Il Parlamento europeo ha approvato definitivamente la nuova Direttiva sull’Empowering consumers for the green transition (ECGT). La nuova legge mira a porre fine a una serie di pratiche aziendali scorrette che impediscono ai consumatori di fare scelte sostenibili. Il testo, deve ora ricevere l’approvazione definitiva del Consiglio per essere poi pubblicata nella Gazzetta ufficiale. Gli Stati membri avranno 24 mesi di tempo per recepirla nel diritto nazionale.

Una volta in vigore, la Direttiva vieterà una serie di pratiche di greenwashing, come le affermazioni di neutralità climatica, tra le più fuorvianti sul mercato. Le credenziali ambientali vaghe saranno inoltre limitate: i produttori potranno contrassegnare un prodotto come “eco” o “verde” solo se l’intero prodotto è effettivamente più rispettoso dell’ambiente rispetto ai prodotti convenzionali e certificato da un programma affidabile come l’Ecolabel Ue. Inoltre, non sarà possibile pubblicizzare un prodotto o un’azienda come verde se solo una piccola parte del prodotto o dell’attività è stata resa più sostenibile.
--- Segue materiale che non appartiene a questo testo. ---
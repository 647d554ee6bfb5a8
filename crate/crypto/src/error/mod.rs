use std::{num::TryFromIntError, str::Utf8Error};

use thiserror::Error;

pub(crate) mod result;

#[derive(Error, Debug)]
pub enum CryptoError {
    #[error("Certificate error: {0}")]
    Certificate(String),

    #[error("Conversion Error: {0}")]
    ConversionError(String),

    #[error("{0}")]
    Default(String),

    #[error("DER encoding error: {0}")]
    Encoding(String),

    #[error("Invalid certificate data: {0}")]
    InvalidCertificateData(String),

    #[error("Malformed XML: {0}")]
    MalformedXml(String),

    #[error("No matching key material: {0}")]
    NoMatchingKeyMaterial(String),

    #[error("Not Supported: {0}")]
    NotSupported(String),

    #[error("OpenSSL Error: {0}")]
    OpenSSL(String),

    #[error("Signing failure: {0}")]
    Signing(String),
}

impl From<openssl::error::ErrorStack> for CryptoError {
    fn from(e: openssl::error::ErrorStack) -> Self {
        Self::OpenSSL(format!("Error: {e}. Details: {e:?}"))
    }
}

impl From<TryFromIntError> for CryptoError {
    fn from(e: TryFromIntError) -> Self {
        Self::ConversionError(e.to_string())
    }
}

impl From<Utf8Error> for CryptoError {
    fn from(e: Utf8Error) -> Self {
        Self::MalformedXml(e.to_string())
    }
}

impl From<std::string::FromUtf8Error> for CryptoError {
    fn from(e: std::string::FromUtf8Error) -> Self {
        Self::MalformedXml(e.to_string())
    }
}

impl From<quick_xml::Error> for CryptoError {
    fn from(e: quick_xml::Error) -> Self {
        Self::MalformedXml(e.to_string())
    }
}

impl From<quick_xml::events::attributes::AttrError> for CryptoError {
    fn from(e: quick_xml::events::attributes::AttrError) -> Self {
        Self::MalformedXml(e.to_string())
    }
}

impl From<quick_xml::escape::EscapeError> for CryptoError {
    fn from(e: quick_xml::escape::EscapeError) -> Self {
        Self::MalformedXml(e.to_string())
    }
}

impl From<base64::DecodeError> for CryptoError {
    fn from(e: base64::DecodeError) -> Self {
        Self::ConversionError(e.to_string())
    }
}

impl From<time::error::ComponentRange> for CryptoError {
    fn from(e: time::error::ComponentRange) -> Self {
        Self::Certificate(e.to_string())
    }
}

/// Return early with an error if a condition is not satisfied.
///
/// This macro is equivalent to `if !$cond { return Err(From::from($err)); }`.
#[macro_export]
macro_rules! crypto_ensure {
    ($cond:expr, $msg:literal $(,)?) => {
        if !$cond {
            return ::core::result::Result::Err($crate::crypto_error!($msg));
        }
    };
    ($cond:expr, $err:expr $(,)?) => {
        if !$cond {
            return ::core::result::Result::Err($err);
        }
    };
    ($cond:expr, $fmt:expr, $($arg:tt)*) => {
        if !$cond {
            return ::core::result::Result::Err($crate::crypto_error!($fmt, $($arg)*));
        }
    };
}

/// Construct a crypto error from a string.
#[macro_export]
macro_rules! crypto_error {
    ($msg:literal) => {
        $crate::CryptoError::Default(::core::format_args!($msg).to_string())
    };
    ($err:expr $(,)?) => ({
        $crate::CryptoError::Default($err.to_string())
    });
    ($fmt:expr, $($arg:tt)*) => {
        $crate::CryptoError::Default(::core::format_args!($fmt, $($arg)*).to_string())
    };
}

/// Return early with an error if a condition is not satisfied.
#[macro_export]
macro_rules! crypto_bail {
    ($msg:literal) => {
        return ::core::result::Result::Err($crate::crypto_error!($msg))
    };
    ($err:expr $(,)?) => {
        return ::core::result::Result::Err($err)
    };
    ($fmt:expr, $($arg:tt)*) => {
        return ::core::result::Result::Err($crate::crypto_error!($fmt, $($arg)*))
    };
}

#[expect(clippy::unwrap_used)]
#[cfg(test)]
mod tests {
    use super::CryptoError;

    #[test]
    fn test_crypto_error_interpolation() {
        let var = 42;
        let err = crypto_error!("interpolate {var}");
        assert_eq!("interpolate 42", err.to_string());

        let err = bail();
        assert_eq!("interpolate 43", err.unwrap_err().to_string());

        let err = ensure();
        assert_eq!("interpolate 44", err.unwrap_err().to_string());
    }

    fn bail() -> Result<(), CryptoError> {
        let var = 43;
        if true {
            crypto_bail!("interpolate {var}");
        }
        Ok(())
    }

    fn ensure() -> Result<(), CryptoError> {
        let var = 44;
        crypto_ensure!(false, "interpolate {var}");
        Ok(())
    }
}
Un controllo più rigoroso si estenderà anche ai marchi di sostenibilità, che dovranno essere supportati da una verifica di terze parti per garantire la loro credibilità e affidabilità.
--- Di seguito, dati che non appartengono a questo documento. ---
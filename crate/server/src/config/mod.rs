mod command_line;
mod params;

pub use command_line::{
    CacheConfig, ClapConfig, DEFAULT_CONFIG_PATH, HsmConfig, HttpConfig, KeyStoreConfig,
    LoggingConfig,
};
pub use params::{CacheParams, ServerParams, SnapshotLocation};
L’Ufficio europeo per l’ambiente (EEB) ha accolto la legge come un passo importante per contrastare il greenwashing aziendale: “attualmente – spiega in una nota EEB – il 75% dei prodotti presenti sul mercato dell’Ue riporta un’indicazione verde implicita o esplicita, ma più della metà di queste indicazioni sono vaghe, fuorvianti o infondate, mentre quasi la metà dei 230 marchi ecologici disponibili nell’Ue ha procedure di verifica molto deboli o assenti”.

D’altro canto, gli attivisti si rammaricano del fatto che l’Ue abbia perso l’occasione di vietare altre pratiche sleali come l’obsolescenza programmata e gli ostacoli alla riparazione. “Sebbene la nuova legge preveda che le informazioni sulla riparabilità e sulla durata dei prodotti siano messe a disposizione dei consumatori presso il punto vendita, non vi sono ulteriori obblighi per rendere i prodotti più duraturi o riparabili”.
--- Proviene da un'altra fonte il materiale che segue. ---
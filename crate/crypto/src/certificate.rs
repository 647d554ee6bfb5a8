//! Self-signed certificate issuance.
//!
//! The certificate is assembled by hand with the [`crate::der`] encoder so
//! that the `TBSCertificate` can be signed by a private key that never
//! leaves the HSM: only the [`Signer`] capability is required.

use openssl::{
    pkey::{PKey, Public},
    x509::X509,
};
use serde::{Deserialize, Serialize};
use time::{Date, Duration, Month, OffsetDateTime};
use tracing::debug;

use crate::{
    CryptoError, der,
    error::result::CryptoResult,
    keys::{DigestAlgorithm, KeyAlgorithm, Signer},
};

/// `sha512WithRSAEncryption` (1.2.840.113549.1.1.13)
const SHA512_WITH_RSA: [u8; 9] = [0x2A, 0x86, 0x48, 0x86, 0xF7, 0x0D, 0x01, 0x01, 0x0D];
const OID_COUNTRY: [u8; 3] = [0x55, 0x04, 0x06];
const OID_STATE: [u8; 3] = [0x55, 0x04, 0x08];
const OID_LOCALITY: [u8; 3] = [0x55, 0x04, 0x07];
const OID_ORGANIZATION: [u8; 3] = [0x55, 0x04, 0x0A];
const OID_ORGANIZATIONAL_UNIT: [u8; 3] = [0x55, 0x04, 0x0B];
const OID_COMMON_NAME: [u8; 3] = [0x55, 0x04, 0x03];

/// X.509 v3 is encoded as 2
const X509_V3: u64 = 2;
/// Length in bytes of the key check value used as serial number
const KCV_LENGTH: usize = 8;

/// Distinguished name fields of a self-signed certificate
#[derive(Serialize, Deserialize, Debug, Clone, PartialEq, Eq)]
#[serde(rename_all = "camelCase")]
pub struct CertificateData {
    pub common_name: String,
    pub organization_name: String,
    pub organization_unit: String,
    pub city: String,
    pub state: String,
    pub country: String,
}

impl CertificateData {
    /// Check that every name field is present and encodable
    pub fn validate(&self) -> CryptoResult<()> {
        for (field, value) in [
            ("commonName", &self.common_name),
            ("organizationName", &self.organization_name),
            ("organizationUnit", &self.organization_unit),
            ("city", &self.city),
            ("state", &self.state),
            ("country", &self.country),
        ] {
            if value.trim().is_empty() {
                return Err(CryptoError::InvalidCertificateData(format!(
                    "the field {field} is missing or empty"
                )));
            }
        }
        if !der::is_printable(&self.country) {
            return Err(CryptoError::InvalidCertificateData(format!(
                "the country '{}' is not a printable string",
                self.country
            )));
        }
        Ok(())
    }

    /// DER encoded `Name`, in the order C, ST, L, O, OU, CN
    fn encode_name(&self) -> CryptoResult<Vec<u8>> {
        let country = der::printable_string(&self.country)?;
        let rdns = [
            rdn(&OID_COUNTRY, &country),
            rdn(&OID_STATE, &der::directory_string(&self.state)),
            rdn(&OID_LOCALITY, &der::directory_string(&self.city)),
            rdn(
                &OID_ORGANIZATION,
                &der::directory_string(&self.organization_name),
            ),
            rdn(
                &OID_ORGANIZATIONAL_UNIT,
                &der::directory_string(&self.organization_unit),
            ),
            rdn(&OID_COMMON_NAME, &der::directory_string(&self.common_name)),
        ];
        let refs: Vec<&[u8]> = rdns.iter().map(Vec::as_slice).collect();
        Ok(der::sequence(&refs))
    }
}

fn rdn(oid_content: &[u8], value: &[u8]) -> Vec<u8> {
    der::set(&[&der::sequence(&[&der::oid_from_content(oid_content), value])])
}

/// Key check value of a public key: the first bytes of the SHA-256 digest of
/// its DER `SubjectPublicKeyInfo`
pub fn key_check_value(public_key_der: &[u8]) -> CryptoResult<Vec<u8>> {
    let digest = DigestAlgorithm::Sha256.digest(public_key_der)?;
    Ok(digest[..KCV_LENGTH].to_vec())
}

/// Validity window of a certificate issued at `now`:
/// starts one day before issuance and lasts one calendar year
pub fn validity_window(now: OffsetDateTime) -> CryptoResult<(OffsetDateTime, OffsetDateTime)> {
    let not_before = now.replace_nanosecond(0)? - Duration::days(1);
    let not_after = add_one_year(not_before)?;
    Ok((not_before, not_after))
}

fn add_one_year(at: OffsetDateTime) -> CryptoResult<OffsetDateTime> {
    let year = at.year() + 1;
    let date = match Date::from_calendar_date(year, at.month(), at.day()) {
        Ok(date) => date,
        // 29th of February on a non leap year
        Err(_) => Date::from_calendar_date(year, Month::February, 28)?,
    };
    Ok(at.replace_date(date))
}

/// Issue a self-signed X.509 v3 certificate for `public_key`, signed with
/// `sha512WithRSAEncryption` by `signer`.
///
/// The issuer and subject are both built from `data`; the serial number is
/// the key check value of the public key.
pub fn issue_self_signed(
    public_key: &PKey<Public>,
    signer: &dyn Signer,
    data: &CertificateData,
    now: OffsetDateTime,
) -> CryptoResult<X509> {
    data.validate()?;
    if signer.key_algorithm() != KeyAlgorithm::Rsa {
        return Err(CryptoError::Certificate(format!(
            "a {} key cannot sign a sha512WithRSAEncryption certificate",
            signer.key_algorithm()
        )));
    }

    let spki = public_key.public_key_to_der()?;
    let serial = key_check_value(&spki)?;
    let name = data.encode_name()?;
    let (not_before, not_after) = validity_window(now)?;

    let algorithm = der::sequence(&[&der::oid_from_content(&SHA512_WITH_RSA), &der::null()]);
    let validity = der::sequence(&[&der::x509_time(not_before), &der::x509_time(not_after)]);
    let tbs = der::sequence(&[
        &der::explicit(0, &der::small_integer(X509_V3)),
        &der::positive_integer(&serial),
        &algorithm,
        &name,
        &validity,
        &name,
        &spki,
    ]);

    let signature = signer
        .sign(DigestAlgorithm::Sha512, &tbs)
        .map_err(|e| CryptoError::Certificate(format!("failed signing the certificate: {e}")))?;
    let certificate = der::sequence(&[&tbs, &algorithm, &der::bit_string(&signature)]);

    debug!(
        "issued a self-signed certificate for CN={}, serial {}",
        data.common_name,
        hex::encode(&serial)
    );
    X509::from_der(&certificate).map_err(|e| {
        CryptoError::Certificate(format!("the encoded certificate cannot be parsed: {e}"))
    })
}

#[expect(clippy::unwrap_used)]
#[cfg(test)]
mod tests {
    use time::macros::datetime;
    use x509_parser::prelude::{FromDer, X509Certificate, X509Version};

    use super::*;
    use crate::keys::SoftwareSigner;

    fn certificate_data() -> CertificateData {
        CertificateData {
            common_name: "signer.example.com".to_owned(),
            organization_name: "Example Corp".to_owned(),
            organization_unit: "Signing".to_owned(),
            city: "Paris".to_owned(),
            state: "Ile-de-France".to_owned(),
            country: "FR".to_owned(),
        }
    }

    #[test]
    fn test_certificate_data_json() {
        let data: CertificateData = serde_json::from_str(
            r#"{"commonName":"cn","organizationName":"o","organizationUnit":"ou",
                "city":"c","state":"s","country":"US"}"#,
        )
        .unwrap();
        data.validate().unwrap();
        assert_eq!(data.organization_unit, "ou");

        let mut incomplete = data;
        incomplete.city = String::new();
        assert!(matches!(
            incomplete.validate(),
            Err(CryptoError::InvalidCertificateData(_))
        ));
    }

    #[test]
    fn test_validity_window() {
        let (not_before, not_after) =
            validity_window(datetime!(2024-06-15 10:20:30.5 UTC)).unwrap();
        assert_eq!(not_before, datetime!(2024-06-14 10:20:30 UTC));
        assert_eq!(not_after, datetime!(2025-06-14 10:20:30 UTC));

        let (not_before, not_after) = validity_window(datetime!(2024-03-01 00:00 UTC)).unwrap();
        assert_eq!(not_before, datetime!(2024-02-29 00:00 UTC));
        assert_eq!(not_after, datetime!(2025-02-28 00:00 UTC));
    }

    #[test]
    fn test_issue_self_signed() {
        hsm_signer_logger::log_init(None);
        let signer = SoftwareSigner::generate_rsa(2048).unwrap();
        let public_key = signer.public_key().unwrap();
        let now = OffsetDateTime::now_utc();
        let data = certificate_data();

        let certificate = issue_self_signed(&public_key, &signer, &data, now).unwrap();

        // signature checks with openssl
        assert!(certificate.verify(&public_key).unwrap());

        let der_bytes = certificate.to_der().unwrap();
        let (rest, parsed) = X509Certificate::from_der(&der_bytes).unwrap();
        assert!(rest.is_empty());
        assert_eq!(parsed.version(), X509Version::V3);
        assert_eq!(parsed.subject(), parsed.issuer());
        assert_eq!(
            parsed
                .subject()
                .iter_common_name()
                .next()
                .unwrap()
                .as_str()
                .unwrap(),
            "signer.example.com"
        );
        let kcv = key_check_value(&public_key.public_key_to_der().unwrap()).unwrap();
        assert_eq!(parsed.raw_serial(), &der::positive_integer(&kcv)[2..]);
        assert_eq!(
            parsed.signature_algorithm.algorithm.to_id_string(),
            "1.2.840.113549.1.1.13"
        );

        let (not_before, not_after) = validity_window(now).unwrap();
        assert_eq!(
            parsed.validity().not_before.timestamp(),
            not_before.unix_timestamp()
        );
        assert_eq!(
            parsed.validity().not_after.timestamp(),
            not_after.unix_timestamp()
        );
        assert_eq!(
            not_before,
            now.replace_nanosecond(0).unwrap() - Duration::days(1)
        );
    }

    #[test]
    fn test_name_order() {
        let name = certificate_data().encode_name().unwrap();
        let (_, parsed) = x509_parser::x509::X509Name::from_der(&name).unwrap();
        let oids: Vec<String> = parsed
            .iter_attributes()
            .map(|attr| attr.attr_type().to_id_string())
            .collect();
        assert_eq!(
            oids,
            vec!["2.5.4.6", "2.5.4.8", "2.5.4.7", "2.5.4.10", "2.5.4.11", "2.5.4.3"]
        );
    }
}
EEB spiega che la legge non vieta l’obsolescenza programmata, la pratica aziendale di limitare intenzionalmente la vita di un prodotto per incoraggiare l’acquisto di un nuovo prodotto. Anche se sarà vietato ai commercianti pubblicizzare ai consumatori prodotti difettosi, ciò si applicherà solo se sono a conoscenza del problema: “una condizione che sarà difficile da dimostrare nella pratica”.

Miriam Thiemann, responsabile della campagna EEB, ha dichiarato: “Questa legge fa luce sul fumo del marketing verde fuorviante, mettendo un freno a dichiarazioni oscure e potenziando la credibilità delle etichette di sostenibilità. Le persone avranno anche accesso a più informazioni sulla durabilità e riparabilità dei prodotti prima di acquistarli. Ma abbiamo ancora bisogno di regole più rigorose per rendere i prodotti durevoli e riparabili la norma”.

La Direttiva sulle Affermazioni Verdi, che definirà cosa le aziende dovrebbero fare per dimostrare e comunicare le loro credenziali verdi, deve ancora essere oggetto di negoziati e difficilmente sarà finalizzata prima delle elezioni europee di giugno. D’altra parte, l’Iniziativa per il Diritto alla Riparazione è già più avanti nel processo e potrebbe essere adottata prima delle elezioni. Infine, i negoziatori dell’Ue hanno recentemente concordato un nuovo quadro per rendere i prodotti sostenibili a partire dalla progettazione (Regolamento sull’Ecodesign per Prodotti Sostenibili, ESPR), ma le regole specifiche del settore saranno sviluppate solo nei prossimi anni.